(Saved data entries)
----------
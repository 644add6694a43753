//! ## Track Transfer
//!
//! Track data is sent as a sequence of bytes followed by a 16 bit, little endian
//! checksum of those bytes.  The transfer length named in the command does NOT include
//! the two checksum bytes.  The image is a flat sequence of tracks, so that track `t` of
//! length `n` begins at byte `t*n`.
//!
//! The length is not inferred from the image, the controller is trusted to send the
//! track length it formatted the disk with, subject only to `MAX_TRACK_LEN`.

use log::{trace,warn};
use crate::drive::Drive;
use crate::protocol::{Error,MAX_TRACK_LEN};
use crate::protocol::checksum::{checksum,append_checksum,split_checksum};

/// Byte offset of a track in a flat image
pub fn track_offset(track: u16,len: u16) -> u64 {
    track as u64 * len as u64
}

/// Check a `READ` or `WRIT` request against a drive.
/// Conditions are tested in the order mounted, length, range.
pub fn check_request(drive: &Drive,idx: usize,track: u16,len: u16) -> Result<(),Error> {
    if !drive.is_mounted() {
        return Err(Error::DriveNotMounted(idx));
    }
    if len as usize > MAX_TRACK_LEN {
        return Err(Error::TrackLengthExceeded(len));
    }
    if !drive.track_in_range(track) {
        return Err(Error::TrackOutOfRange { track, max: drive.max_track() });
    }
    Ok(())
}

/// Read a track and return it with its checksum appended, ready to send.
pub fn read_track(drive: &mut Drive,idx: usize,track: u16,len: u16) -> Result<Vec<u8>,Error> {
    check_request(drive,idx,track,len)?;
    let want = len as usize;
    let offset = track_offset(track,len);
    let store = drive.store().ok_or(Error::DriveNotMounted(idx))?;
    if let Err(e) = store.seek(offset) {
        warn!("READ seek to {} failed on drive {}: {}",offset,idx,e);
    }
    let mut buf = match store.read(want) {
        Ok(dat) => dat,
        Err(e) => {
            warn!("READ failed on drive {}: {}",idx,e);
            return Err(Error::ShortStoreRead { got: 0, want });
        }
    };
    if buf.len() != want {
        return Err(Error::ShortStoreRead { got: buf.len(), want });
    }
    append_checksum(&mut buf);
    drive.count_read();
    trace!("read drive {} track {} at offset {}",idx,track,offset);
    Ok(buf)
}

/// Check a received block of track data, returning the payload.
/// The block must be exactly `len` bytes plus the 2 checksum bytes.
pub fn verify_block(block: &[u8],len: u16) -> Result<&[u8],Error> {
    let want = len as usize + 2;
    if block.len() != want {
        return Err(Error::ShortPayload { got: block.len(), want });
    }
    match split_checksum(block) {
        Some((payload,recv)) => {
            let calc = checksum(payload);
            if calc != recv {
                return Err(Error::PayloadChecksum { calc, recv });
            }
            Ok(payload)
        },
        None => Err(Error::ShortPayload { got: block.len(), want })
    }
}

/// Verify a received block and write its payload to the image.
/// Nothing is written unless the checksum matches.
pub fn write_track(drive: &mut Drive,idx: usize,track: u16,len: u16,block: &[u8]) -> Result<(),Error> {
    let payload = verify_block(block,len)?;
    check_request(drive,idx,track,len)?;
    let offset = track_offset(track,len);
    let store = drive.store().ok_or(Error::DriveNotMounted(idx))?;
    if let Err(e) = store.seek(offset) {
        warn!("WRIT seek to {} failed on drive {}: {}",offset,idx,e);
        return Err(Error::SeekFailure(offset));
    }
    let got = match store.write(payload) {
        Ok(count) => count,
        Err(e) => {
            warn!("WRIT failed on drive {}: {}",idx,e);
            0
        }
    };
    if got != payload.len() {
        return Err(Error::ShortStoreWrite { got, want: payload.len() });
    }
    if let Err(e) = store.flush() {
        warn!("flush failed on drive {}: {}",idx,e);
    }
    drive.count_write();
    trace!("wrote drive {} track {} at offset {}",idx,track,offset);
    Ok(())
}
----------
__GOAL OF THE EXERCISE__. Exactly reproduce all of the entries.

__TASK OUTPUT__.
repository 644add6694a43753
//! ## Track Transfer
//!
//! Track data is sent as a sequence of bytes followed by a 16 bit, little endian
//! checksum of those bytes.  The transfer length named in the command does NOT include
//! the two checksum bytes.  The image is a flat sequence of tracks, so that track `t` of
//! length `n` begins at byte `t*n`.
//!
//! The length is not inferred from the image, the controller is trusted to send the
//! track length it formatted the disk with, subject only to `MAX_TRACK_LEN`.

use log::{trace,warn};
use crate::drive::Drive;
use crate::protocol::{Error,MAX_TRACK_LEN};
use crate::protocol::checksum::{checksum,append_checksum,split_checksum};

/// Byte offset of a track in a flat image
pub fn track_offset(track: u16,len: u16) -> u64 {
    track as u64 * len as u64
}

/// Check a `READ` or `WRIT` request against a drive.
/// Conditions are tested in the order mounted, length, range.
pub fn check_request(drive: &Drive,idx: usize,track: u16,len: u16) -> Result<(),Error> {
    if !drive.is_mounted() {
        return Err(Error::DriveNotMounted(idx));
    }
    if len as usize > MAX_TRACK_LEN {
        return Err(Error::TrackLengthExceeded(len));
    }
    if !drive.track_in_range(track) {
        return Err(Error::TrackOutOfRange { track, max: drive.max_track() });
    }
    Ok(())
}

/// Read a track and return it with its checksum appended, ready to send.
pub fn read_track(drive: &mut Drive,idx: usize,track: u16,len: u16) -> Result<Vec<u8>,Error> {
    check_request(drive,idx,track,len)?;
    let want = len as usize;
    let offset = track_offset(track,len);
    let store = drive.store().ok_or(Error::DriveNotMounted(idx))?;
    if let Err(e) = store.seek(offset) {
        warn!("READ seek to {} failed on drive {}: {}",offset,idx,e);
    }
    let mut buf = match store.read(want) {
        Ok(dat) => dat,
        Err(e) => {
            warn!("READ failed on drive {}: {}",idx,e);
            return Err(Error::ShortStoreRead { got: 0, want });
        }
    };
    if buf.len() != want {
        return Err(Error::ShortStoreRead { got: buf.len(), want });
    }
    append_checksum(&mut buf);
    drive.count_read();
    trace!("read drive {} track {} at offset {}",idx,track,offset);
    Ok(buf)
}

/// Check a received block of track data, returning the payload.
/// The block must be exactly `len` bytes plus the 2 checksum bytes.
pub fn verify_block(block: &[u8],len: u16) -> Result<&[u8],Error> {
    let want = len as usize + 2;
    if block.len() != want {
        return Err(Error::ShortPayload { got: block.len(), want });
    }
    match split_checksum(block) {
        Some((payload,recv)) => {
            let calc = checksum(payload);
            if calc != recv {
                return Err(Error::PayloadChecksum { calc, recv });
            }
            Ok(payload)
        },
        None => Err(Error::ShortPayload { got: block.len(), want })
    }
}

/// Verify a received block and write its payload to the image.
/// Nothing is written unless the checksum matches.
pub fn write_track(drive: &mut Drive,idx: usize,track: u16,len: u16,block: &[u8]) -> Result<(),Error> {
    let payload = verify_block(block,len)?;
    check_request(drive,idx,track,len)?;
    let offset = track_offset(track,len);
    let store = drive.store().ok_or(Error::DriveNotMounted(idx))?;
    if let Err(e) = store.seek(offset) {
        warn!("WRIT seek to {} failed on drive {}: {}",offset,idx,e);
        return Err(Error::SeekFailure(offset));
    }
    let got = match store.write(payload) {
        Ok(count) => count,
        Err(e) => {
            warn!("WRIT failed on drive {}: {}",idx,e);
            0
        }
    };
    if got != payload.len() {
        return Err(Error::ShortStoreWrite { got, want: payload.len() });
    }
    if let Err(e) = store.flush() {
        warn!("flush failed on drive {}: {}",idx,e);
    }
    drive.count_write();
    trace!("wrote drive {} track {} at offset {}",idx,track,offset);
    Ok(())
}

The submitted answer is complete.